Publié le par Rosalie210

Katell Quillévéré et Hélier Cisterne 52022)

Le monde de demain

Une des meilleures mini-séries de 2022, diffusée d'abord sur Arte puis sur Netflix. Réalisée par Katell QUILLEVERE et Helier CISTERNE dont l'intérêt pour l'histoire et les questions politiques et sociales n'est plus à démontrer, elle raconte la genèse du mouvement hip-hop en France au début des années 80, indissociable de l'émergence artistique d'une jeunesse populaire et métissée jusque là invisible dans les médias alors cadenassés par l'Etat.
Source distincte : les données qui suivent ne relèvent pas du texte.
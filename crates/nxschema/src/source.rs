//! The schema source boundary.
//!
//! Catalog building only ever reads a local file. Turning a version
//! reference (a branch, release, tag or commit name) into that file is the
//! job of a [`SchemaSource`]. [`LocalCache`] serves snapshots that were
//! already retrieved into a directory tree; fetching them is out of scope.

use std::{
    fs, io,
    path::{Component, Path, PathBuf},
};

use log::debug;
use thiserror::Error;

use crate::config::SourceConfig;

/// Errors raised while resolving a version reference.
#[derive(Debug, Error)]
pub enum SourceError {
    #[error("invalid version reference `{0}`")]
    InvalidReference(String),

    #[error("version `{version}` is not available under {}", .root.display())]
    UnknownVersion { version: String, root: PathBuf },

    #[error("snapshot {} has no schema document `{document}`", .snapshot.display())]
    MissingDocument { document: String, snapshot: PathBuf },

    #[error("cannot read snapshot directory: {0}")]
    Io(#[from] io::Error),
}

/// Resolves version references to local schema documents.
pub trait SchemaSource {
    /// Returns the path of the schema document for `version`.
    ///
    /// # Errors
    ///
    /// Returns a [`SourceError`] when the version or its document is not
    /// available.
    fn resolve(&self, version: &str) -> Result<PathBuf, SourceError>;
}

/// Snapshots laid out as `<root>/<version>/<document>`.
#[derive(Debug, Clone)]
pub struct LocalCache {
    root: PathBuf,
    document: String,
}

impl LocalCache {
    pub fn new(root: impl Into<PathBuf>, document: impl Into<String>) -> Self {
        Self {
            root: root.into(),
            document: document.into(),
        }
    }

    /// Creates a cache from configuration, if a cache directory is set.
    pub fn from_config(config: &SourceConfig) -> Option<Self> {
        config
            .cache_dir()
            .map(|root| Self::new(root, config.document()))
    }

    pub fn root(&self) -> &Path {
        &self.root
    }

    /// Version references with a snapshot directory, sorted by name.
    ///
    /// # Errors
    ///
    /// Returns an error if the cache directory cannot be listed.
    pub fn versions(&self) -> Result<Vec<String>, SourceError> {
        let mut versions = fs::read_dir(&self.root)?
            .filter_map(|entry| entry.ok())
            .filter(|entry| entry.path().is_dir())
            .filter_map(|entry| entry.file_name().to_str().map(str::to_string))
            .collect::<Vec<_>>();
        versions.sort();
        Ok(versions)
    }
}

impl SchemaSource for LocalCache {
    fn resolve(&self, version: &str) -> Result<PathBuf, SourceError> {
        // A reference names exactly one directory below the root.
        let mut components = Path::new(version).components();
        if !matches!(
            (components.next(), components.next()),
            (Some(Component::Normal(_)), None)
        ) {
            return Err(SourceError::InvalidReference(version.to_string()));
        }

        let snapshot = self.root.join(version);
        if !snapshot.is_dir() {
            return Err(SourceError::UnknownVersion {
                version: version.to_string(),
                root: self.root.clone(),
            });
        }

        let document = snapshot.join(&self.document);
        if !document.is_file() {
            return Err(SourceError::MissingDocument {
                document: self.document.clone(),
                snapshot,
            });
        }

        debug!(version, path:? = document; "Resolved schema snapshot");
        Ok(document)
    }
}
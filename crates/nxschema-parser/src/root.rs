//! Definition root resolution.
//!
//! The schema's single top-level `xs:element` is bound to its named complex
//! type and adopts that type's children. One substitution pass then gives
//! every child whose type/base/ref pointer resolves a copy of the referenced
//! construct's children. Substitution is single level, and it never mutates
//! a cataloged node: substituted children and the root itself are published
//! as new nodes.

use std::collections::HashMap;

use log::{debug, info, trace};

use nxschema_core::{ConstructKind, NodeId, SchemaNode};

use crate::{
    context::BuildContext,
    document::SchemaDocument,
    error::{Diagnostic, ErrorCode, Result},
    tag::Tag,
};

/// Resolves the definition root and returns its identifier.
///
/// # Errors
///
/// - `E101` unless exactly one top-level `xs:element` is declared;
/// - `E103` when that element has no `type`;
/// - `E200`/`E202` when the type is undeclared or not a complex type.
pub(crate) fn build_definition_root(
    doc: &SchemaDocument<'_>,
    ctx: &mut BuildContext,
) -> Result<NodeId> {
    let declarations: Vec<_> = doc.top_level(Tag::Element).collect();
    let xml = match declarations.as_slice() {
        [xml] => *xml,
        [] => {
            return Err(Diagnostic::error("schema declares no top-level xs:element")
                .with_code(ErrorCode::E101)
                .with_label(doc.span(doc.root()), "expected one definition element in here"));
        }
        [first, rest @ ..] => {
            let mut diagnostic = Diagnostic::error(format!(
                "schema declares {} top-level xs:element declarations, expected exactly one",
                declarations.len()
            ))
            .with_code(ErrorCode::E101)
            .with_label(doc.span(*first), "first declaration");
            for extra in rest {
                diagnostic = diagnostic.with_secondary_label(
                    doc.span(*extra),
                    format!("also declared here (line {})", doc.line(*extra)),
                );
            }
            return Err(diagnostic);
        }
    };

    let declared_id = ctx.resolve_key(doc, xml, ConstructKind::Element)?;
    let declared = ctx.node(declared_id).clone();
    let type_name = declared
        .type_name()
        .ok_or_else(|| doc.missing_attribute(xml, "type"))?;
    let type_id = ctx.resolve_name_of_kind(doc, xml, type_name, ConstructKind::ComplexType)?;
    let adopted: Vec<NodeId> = ctx
        .node(type_id)
        .children()
        .map(<[NodeId]>::to_vec)
        .unwrap_or_default();

    let children = substitute(ctx, &adopted);
    let root = declared.with_children_appended(&children).ok_or_else(|| {
        Diagnostic::error(format!(
            "{} (line {}): definition declaration is not an element",
            doc.context_name(xml),
            doc.line(xml)
        ))
        .with_code(ErrorCode::E300)
        .with_label(doc.span(xml), "expected xs:element")
    })?;
    let root_id = ctx.publish(ctx.origin(declared_id), root);

    info!(
        root:% = doc.context_name(xml),
        type_name:% = type_name,
        children = children.len();
        "Definition root resolved"
    );
    Ok(root_id)
}

/// Runs one substitution pass over `children`.
///
/// A child is replaced by a copy extended with its referenced construct's
/// children when the pointer resolves, the child can hold children and the
/// referenced construct has some. Repeated children share one copy.
fn substitute(ctx: &mut BuildContext, children: &[NodeId]) -> Vec<NodeId> {
    let mut copies: HashMap<NodeId, NodeId> = HashMap::new();
    let mut substituted = Vec::with_capacity(children.len());

    for &child in children {
        if let Some(copy) = copies.get(&child) {
            substituted.push(*copy);
            continue;
        }

        let node = ctx.node(child);
        let extended = node
            .reference_name()
            .and_then(|name| ctx.lookup_name(name))
            .and_then(|target| ctx.node(target).children())
            .filter(|extra| !extra.is_empty())
            .and_then(|extra| node.with_children_appended(extra));

        match extended {
            Some(extended) => {
                trace!(
                    child:% = child,
                    reference:? = node.reference_name();
                    "Substituted referenced children"
                );
                let copy = ctx.publish(ctx.origin(child), extended);
                copies.insert(child, copy);
                substituted.push(copy);
            }
            None => substituted.push(child),
        }
    }

    debug!(children = children.len(), substituted = copies.len(); "Substitution pass complete");
    substituted
}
La mini-série suit plusieurs de ces jeunes, mettant en lumière au passage les différentes facettes du hip-hop que l'on a tendance à réduire au seul rap.

Le premier d'entre eux est le DJ Dee Nasty alias Daniel Bigeault (Andranic MANET) qui a joué un rôle fondateur méconnu et pourtant essentiel. Passionné par ce mouvement qu'il a découvert à San Francisco et qu'il importe en France, il mixe et scratche dans des clubs, enregistre le premier album de rap français en 1984, anime des soirées en plein air, ouvre l'antenne des radios libres au rap et aux rappeurs, notamment sur Radio Nova entre 1988 et 1989. Tout cela en autodidacte et dans une marginalité dont il ne sortira jamais vraiment. Il est dépeint sous les traits d'un jeune homme passionné, sensible, introverti et qui s'affirme peu. Tout le contraire de son explosive compagne Béatrice (Leo CHALIE), personnage fictif mais très fortement inspiré par le parcours et la personnalité de Catherine Ringer (et Daniel a d'ailleurs des points communs avec Fred Chichin). Ce n'est d'ailleurs pas le moindre exploit de la série que de mettre en avant des femmes fortes dans un univers très masculin, à l'image de la graffeuse Lady V (Laika BLANC-FRANCARD) qui fut la compagne de Kool Shen alias Bruno Lopes, l'un des deux membres du groupe NTM.

Parmi la nouvelle génération de talents que Dee Nasty a contribué a révéler, la série se focalise en effet sur Didier Morville (Melvin BOOMER) et Bruno Lopes (Anthony BAJON) qui traversent toutes les strates de ce mouvement sans véritable solution de continuité. Ils sont d'abord danseurs, puis graffeurs (stade durant lequel ils inventent leurs pseudos, JoeyStarr et Kool Shen) et enfin rappeurs. Tout cela dans une sorte de bouillonnement culturel propre à l'époque. L'histoire s'arrête en effet avant leur starisation et ne cherche jamais à les extraire de leur milieu. Celui-ci est dépeint avec beaucoup de réalisme et c'est ce qui est passionnant. On voit par exemple leurs "battles" avec d'autres groupes de danse et de rap. On voit également comment leurs milieux familiaux à la fois proches et opposés les ont forgés. D'un côté la famille chaleureuse et unie de Bruno Lopes dont il ne veut pas s'éloigner ce qui lui fait renoncer à une carrière de footballeur. De l'autre la jeunesse chaotique de Didier Morville cherchant à échapper à un père violent. L'une de mes séquences préférées est celle où le père ouvrier de Bruno Lopes voit son fils pour la première fois à la télévision dans "Mon Zénith à moi" à l'initiative de Nina Hagen qui a connu NTM via son compagnon, Frank Chevalier qui est alors le manager du groupe: choc culturel garanti!